Running multiple pods with K8s jobs

A typical use case of the EIDFGPUS cluster will not consist of sending pod requests directly to Kubernetes.

Instead, users will use a job request which wraps around a pod specification and provide several useful attributes.

Firstly, if a pod is assigned to a node that dies then the pod itself will fail and the user has to manually restart it.

Wrapping a pod within a job enables the self-healing mechanism within K8s so that if a node dies with the job's pod on it then the job will find a new node to automatically restart the pod.

Furthermore, jobs allow users to define multiple pods that can run in parallel or series and will continue to spawn pods until a specific number of pods successfully terminate.

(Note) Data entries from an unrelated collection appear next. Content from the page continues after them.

//! Peer registry.
//!
//! Tracks the peers with a live transport connection. Entries are created on
//! connect and removed on disconnect; readers always get copies.

use std::collections::HashMap;
use std::sync::{RwLock, RwLockReadGuard, RwLockWriteGuard};

use mesh_types::PeerId;

/// A connected peer.
#[derive(Debug, Clone, PartialEq, Eq)]
pub struct PeerRecord {
    /// Remote node id
    pub id: PeerId,
    /// When the connection was recorded (epoch millis)
    pub connected_at: u64,
    /// Remote addresses as reported by the transport
    pub addresses: Vec<String>,
}

/// Result of recording a connection.
#[derive(Debug, Clone, Copy, PartialEq, Eq)]
pub enum ConnectOutcome {
    /// The peer was not in the registry.
    New,
    /// The peer was already present; its record was overwritten.
    Refreshed,
}

impl ConnectOutcome {
    /// True for a peer that was not previously registered.
    pub fn is_new(self) -> bool {
        matches!(self, Self::New)
    }
}

/// Synchronized map of connected peers.
#[derive(Debug, Default)]
pub struct PeerRegistry {
    peers: RwLock<HashMap<PeerId, PeerRecord>>,
}

impl PeerRegistry {
    /// Create an empty registry.
    pub fn new() -> Self {
        Self::default()
    }

    /// Record a connection.
    ///
    /// A duplicate connect overwrites the record and reports `Refreshed`, so
    /// callers can fire "new peer" effects once per connection.
    pub fn on_connect(
        &self,
        id: PeerId,
        addresses: Vec<String>,
        connected_at: u64,
    ) -> ConnectOutcome {
        let record = PeerRecord {
            id: id.clone(),
            connected_at,
            addresses,
        };
        match self.write().insert(id, record) {
            Some(_) => ConnectOutcome::Refreshed,
            None => ConnectOutcome::New,
        }
    }

    /// Remove a peer. Returns false if it was not registered.
    pub fn on_disconnect(&self, id: &PeerId) -> bool {
        self.write().remove(id).is_some()
    }

    /// Copy of all records, ordered by connection time then id.
    pub fn snapshot(&self) -> Vec<PeerRecord> {
        let mut peers: Vec<PeerRecord> = self.read().values().cloned().collect();
        peers.sort_by(|a, b| {
            a.connected_at
                .cmp(&b.connected_at)
                .then_with(|| a.id.cmp(&b.id))
        });
        peers
    }

    /// Ids of all connected peers, in snapshot order.
    pub fn peer_ids(&self) -> Vec<PeerId> {
        self.snapshot().into_iter().map(|p| p.id).collect()
    }

    /// Look up a single peer.
    pub fn get(&self, id: &PeerId) -> Option<PeerRecord> {
        self.read().get(id).cloned()
    }

    /// Check whether a peer is connected.
    pub fn contains(&self, id: &PeerId) -> bool {
        self.read().contains_key(id)
    }

    /// Number of connected peers.
    pub fn count(&self) -> usize {
        self.read().len()
    }

    /// Remove every entry (used on engine stop).
    pub fn clear(&self) {
        self.write().clear();
    }

    // A panic while holding the lock cannot leave the map half-updated
    // (every mutation is a single HashMap call), so poisoning is ignored.
    fn read(&self) -> RwLockReadGuard<'_, HashMap<PeerId, PeerRecord>> {
        self.peers.read().unwrap_or_else(|e| e.into_inner())
    }

    fn write(&self) -> RwLockWriteGuard<'_, HashMap<PeerId, PeerRecord>> {
        self.peers.write().unwrap_or_else(|e| e.into_inner())
    }
}

#[cfg(test)]
mod tests {
    use super::*;
    use std::sync::Arc;

    fn peer(s: &str) -> PeerId {
        PeerId::new(s)
    }

    #[test]
    fn connect_then_disconnect() {
        let registry = PeerRegistry::new();
        assert_eq!(
            registry.on_connect(peer("a"), vec!["10.0.0.2:4000".into()], 1),
            ConnectOutcome::New
        );
        assert!(registry.contains(&peer("a")));
        assert_eq!(registry.count(), 1);

        assert!(registry.on_disconnect(&peer("a")));
        assert!(!registry.contains(&peer("a")));
        assert_eq!(registry.count(), 0);
    }

    #[test]
    fn duplicate_connect_is_refreshed() {
        let registry = PeerRegistry::new();
        assert!(registry.on_connect(peer("a"), vec![], 1).is_new());
        let outcome = registry.on_connect(peer("a"), vec!["10.0.0.3:4000".into()], 5);
        assert_eq!(outcome, ConnectOutcome::Refreshed);
        assert!(!outcome.is_new());

        assert_eq!(registry.count(), 1);
        let record = registry.get(&peer("a")).unwrap();
        assert_eq!(record.connected_at, 5);
        assert_eq!(record.addresses, vec!["10.0.0.3:4000".to_string()]);
    }

    #[test]
    fn disconnect_unknown_is_noop() {
        let registry = PeerRegistry::new();
        registry.on_connect(peer("a"), vec![], 1);
        assert!(!registry.on_disconnect(&peer("zzz")));
        assert_eq!(registry.count(), 1);
    }

    #[test]
    fn snapshot_ordered_by_connect_time_then_id() {
        let registry = PeerRegistry::new();
        registry.on_connect(peer("c"), vec![], 20);
        registry.on_connect(peer("b"), vec![], 10);
        registry.on_connect(peer("a"), vec![], 20);

        let ids: Vec<String> = registry
            .peer_ids()
            .into_iter()
            .map(|p| p.as_str().to_string())
            .collect();
        assert_eq!(ids, vec!["b", "a", "c"]);
    }

    #[test]
    fn snapshot_is_a_copy() {
        let registry = PeerRegistry::new();
        registry.on_connect(peer("a"), vec![], 1);
        let snapshot = registry.snapshot();
        registry.clear();
        assert_eq!(snapshot.len(), 1);
        assert_eq!(registry.count(), 0);
    }

    #[test]
    fn matches_live_connections_after_interleaving() {
        let registry = PeerRegistry::new();
        registry.on_connect(peer("a"), vec![], 1);
        registry.on_connect(peer("b"), vec![], 2);
        registry.on_disconnect(&peer("a"));
        registry.on_connect(peer("c"), vec![], 3);
        registry.on_connect(peer("a"), vec![], 4);
        registry.on_disconnect(&peer("b"));

        let ids: Vec<PeerId> = registry.peer_ids();
        assert_eq!(ids, vec![peer("c"), peer("a")]);
    }

    #[test]
    fn concurrent_connects() {
        let registry = Arc::new(PeerRegistry::new());
        let handles: Vec<_> = (0..8)
            .map(|i| {
                let registry = Arc::clone(&registry);
                std::thread::spawn(move || {
                    for j in 0..50 {
                        registry.on_connect(peer(&format!("peer-{i}-{j}")), vec![], j);
                    }
                })
            })
            .collect();
        for handle in handles {
            handle.join().unwrap();
        }
        assert_eq!(registry.count(), 400);
    }
}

See below for an example K8s pod that requires three pods to successfully complete the example CUDA code before the job itself ends.

apiVersion: batch/v1
kind: Job
metadata:
 generateName: jobtest-
spec:
 completions: 3
 parallelism: 1
 template:
  metadata:
   name: job-test
  spec:
   containers:
   - name: cudasample
     image: nvcr.io/nvidia/k8s/cuda-sample:nbody-cuda11.7.1
     args: ["-benchmark", "-numbodies=512000", "-fp64", "-fullscreen"]
     resources:
      requests:
       cpu: 2
       memory: '1Gi'
      limits:
       cpu: 2
       memory: '4Gi'
       nvidia.com/gpu: 1
   restartPolicy: Never